Montessori embraces all of the senses (and trains them all) to serve the acquisition of reading. Washing dishes, scrubbing clothes develop large motor skills. Polishing, spooning, sorting develop small motor skills. Both are essential for success in learning how to write. Then your child moves onto the sensorial materials. Each material develops different senses again reinforcing those needed for writing but also developing the senses for acquiring the sounds of language.
The reading process starts with the writing – one letter at a time, one sound at a time. It is not your ABC’s but the phonetic sounds that create the building blocks for reading. The use of the senses with the sandpaper letters enhance the total process. Each sound, each letter is slowly marinated in to the child’s senses – audibly, visually, tactilily. This is fun – not pressure. Recognizing letters and signs along the street add to the child’s delight in the process.
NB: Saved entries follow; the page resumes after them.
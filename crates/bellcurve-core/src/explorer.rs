//! Explorer session
//!
//! Wires the math library, the interaction state machine and the render
//! contract together. The session owns the parameters, the optional sample
//! and the cached curve and bins; every setter recomputes what it
//! invalidates before returning, so [`Explorer::scene`] is always a pure
//! read.

use rand::Rng;
use tracing::{debug, warn};

use bellcurve_stats::{
    bin_histogram, sample_curve, sample_stats, Bin, CurvePoint, DistributionParams, Domain,
    StatsError,
};

use crate::catalog::SampleDataset;
use crate::config::ChartConfig;
use crate::error::ExplorerResult;
use crate::input::InputEvent;
use crate::interaction::{Interaction, InteractionContext, Tooltip};
use crate::render::{render_scene, HistogramOverlay, Scene, SceneInput};
use crate::scenario::{simulate, SampleSize, SimulationKind};
use crate::view::Viewport;

/// Loaded sample with its cached bins
#[derive(Debug, Clone, PartialEq)]
struct Sample {
    values: Vec<f64>,
    /// Finite values, the normalization total for bar densities
    total: usize,
    bins: Vec<Bin>,
}

/// One interactive chart
#[derive(Debug, Clone)]
pub struct Explorer {
    config: ChartConfig,
    params: DistributionParams,
    domain: Domain,
    curve: Vec<CurvePoint>,
    sample: Option<Sample>,
    viewport: Viewport,
    interaction: Interaction,
}

impl Explorer {
    /// Explorer with the default configuration
    pub fn new(params: DistributionParams) -> ExplorerResult<Self> {
        Self::with_config(ChartConfig::default(), params)
    }

    pub fn with_config(config: ChartConfig, params: DistributionParams) -> ExplorerResult<Self> {
        config.validate()?;
        let domain = params.domain(config.sampling.domain_sigmas)?;
        let curve = sample_curve(domain, &params, config.sampling.curve_points)?;
        let viewport = config.layout.viewport();

        Ok(Self {
            config,
            params,
            domain,
            curve,
            sample: None,
            viewport,
            interaction: Interaction::new(),
        })
    }

    pub fn config(&self) -> &ChartConfig {
        &self.config
    }

    pub fn params(&self) -> &DistributionParams {
        &self.params
    }

    pub fn domain(&self) -> Domain {
        self.domain
    }

    pub fn curve(&self) -> &[CurvePoint] {
        &self.curve
    }

    pub fn viewport(&self) -> &Viewport {
        &self.viewport
    }

    pub fn interaction(&self) -> &Interaction {
        &self.interaction
    }

    pub fn sample(&self) -> Option<&[f64]> {
        self.sample.as_ref().map(|s| s.values.as_slice())
    }

    /// Bins of the loaded sample over the current domain
    pub fn bins(&self) -> Option<&[Bin]> {
        self.sample.as_ref().map(|s| s.bins.as_slice())
    }

    /// Replace the distribution. The pan/zoom transform is kept.
    pub fn set_params(&mut self, params: DistributionParams) -> ExplorerResult<()> {
        let (domain, curve, bins) = Self::checked(self.derive(&params))?;

        debug!(
            mean = params.mean(),
            std_dev = params.std_dev(),
            "distribution changed"
        );
        self.params = params;
        self.domain = domain;
        self.curve = curve;
        if let (Some(sample), Some(bins)) = (self.sample.as_mut(), bins) {
            sample.bins = bins;
        }

        let ctx = InteractionContext {
            params: &self.params,
            domain: self.domain,
            viewport: &self.viewport,
            config: &self.config,
        };
        self.interaction.params_changed(&ctx);
        Ok(())
    }

    /// Move the mean, keeping σ. Non-finite values leave the state unchanged.
    pub fn set_mean(&mut self, mean: f64) -> ExplorerResult<()> {
        let params = Self::checked(DistributionParams::new(mean, self.params.std_dev()))?;
        self.set_params(params)
    }

    /// Change σ, keeping the mean. Values `<= 0` leave the state unchanged.
    pub fn set_std_dev(&mut self, std_dev: f64) -> ExplorerResult<()> {
        let params = Self::checked(DistributionParams::new(self.params.mean(), std_dev))?;
        self.set_params(params)
    }

    /// Domain, curve and rebinned sample for `params`
    fn derive(
        &self,
        params: &DistributionParams,
    ) -> Result<(Domain, Vec<CurvePoint>, Option<Vec<Bin>>), StatsError> {
        let sampling = &self.config.sampling;
        let domain = params.domain(sampling.domain_sigmas)?;
        let curve = sample_curve(domain, params, sampling.curve_points)?;
        let bins = match &self.sample {
            Some(sample) => Some(bin_histogram(&sample.values, domain, sampling.bin_count)?),
            None => None,
        };
        Ok((domain, curve, bins))
    }

    fn checked<T>(result: Result<T, StatsError>) -> ExplorerResult<T> {
        result.map_err(|err| {
            warn!(error = %err, "rejected parameter update");
            err.into()
        })
    }

    /// Overlay a sample. Non-finite values are kept but never binned.
    pub fn set_sample(&mut self, values: Vec<f64>) -> ExplorerResult<()> {
        let total = values.iter().filter(|v| v.is_finite()).count();
        if total == 0 {
            warn!(len = values.len(), "rejected sample with no finite values");
            return Err(StatsError::EmptySample.into());
        }
        let bins = bin_histogram(&values, self.domain, self.config.sampling.bin_count)?;
        debug!(len = values.len(), finite = total, "sample loaded");
        self.sample = Some(Sample {
            values,
            total,
            bins,
        });
        Ok(())
    }

    pub fn clear_sample(&mut self) {
        if self.sample.take().is_some() {
            debug!("sample cleared");
        }
    }

    /// Overlay a catalog dataset
    pub fn load_dataset(&mut self, dataset: &SampleDataset) -> ExplorerResult<()> {
        self.set_sample(dataset.values.clone())
    }

    /// Overlay a freshly simulated dataset
    pub fn simulate<R: Rng + ?Sized>(
        &mut self,
        kind: SimulationKind,
        size: SampleSize,
        rng: &mut R,
    ) -> ExplorerResult<()> {
        self.set_sample(simulate(kind, size, rng))
    }

    /// Parameters fitted to the loaded sample. The displayed curve is
    /// unchanged until [`Explorer::apply_sample_params`].
    pub fn params_from_sample(&self) -> ExplorerResult<DistributionParams> {
        let values = self.sample().ok_or(StatsError::EmptySample)?;
        Ok(sample_stats(values)?.to_params()?)
    }

    /// Fit the curve to the loaded sample
    pub fn apply_sample_params(&mut self) -> ExplorerResult<()> {
        let params = self.params_from_sample()?;
        self.set_params(params)
    }

    /// Change the surface size, keeping the margins
    pub fn resize(&mut self, width: f64, height: f64) {
        self.viewport = Viewport::new(width, height, self.viewport.margins);
        if self.viewport.is_degenerate() {
            warn!(width, height, "viewport has no plot area");
        }
    }

    /// Feed one input event. Returns `true` when a redraw is needed.
    pub fn handle(&mut self, event: &InputEvent) -> bool {
        let ctx = InteractionContext {
            params: &self.params,
            domain: self.domain,
            viewport: &self.viewport,
            config: &self.config,
        };
        self.interaction.handle(event, &ctx)
    }

    /// Restore the identity transform
    pub fn reset_view(&mut self) {
        self.interaction.reset_view();
    }

    pub fn tooltip(&self) -> Option<Tooltip> {
        self.interaction.tooltip(&self.params)
    }

    /// Build the current frame
    pub fn scene(&self) -> Scene {
        let histogram = self.sample.as_ref().map(|s| HistogramOverlay {
            bins: &s.bins,
            total: s.total,
        });
        render_scene(&SceneInput {
            params: &self.params,
            domain: self.domain,
            curve: &self.curve,
            histogram,
            transform: self.interaction.transform(),
            cursor: self.interaction.cursor(),
            viewport: &self.viewport,
            config: &self.config,
        })
    }
}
They begin to put the letters together with the moveable alphabet. They begin to sound words out one sound at a time. They begin to write them on chalkboards and on paper. They begin to discover the power and sounds in the marks they make on paper. They begin to read without pressure because the reading has had a long gestation period through the practical life materials, through the sensorial materials and through the writing exercises.
The hard work of learning to read has a magical element in Montessori. At first you don’t and then you do and you have a written record to verify the magic. You can read without learning how to write but you cannot write without learning how to read.
This is one of my favorite topics. I find the process of learning to read and write fascinating, especially because it is a skill that everyone uses for a lifetime. Use the comments below to tell me about what challenges or successes you are experiencing with your child's reading and writing. I love talking about this!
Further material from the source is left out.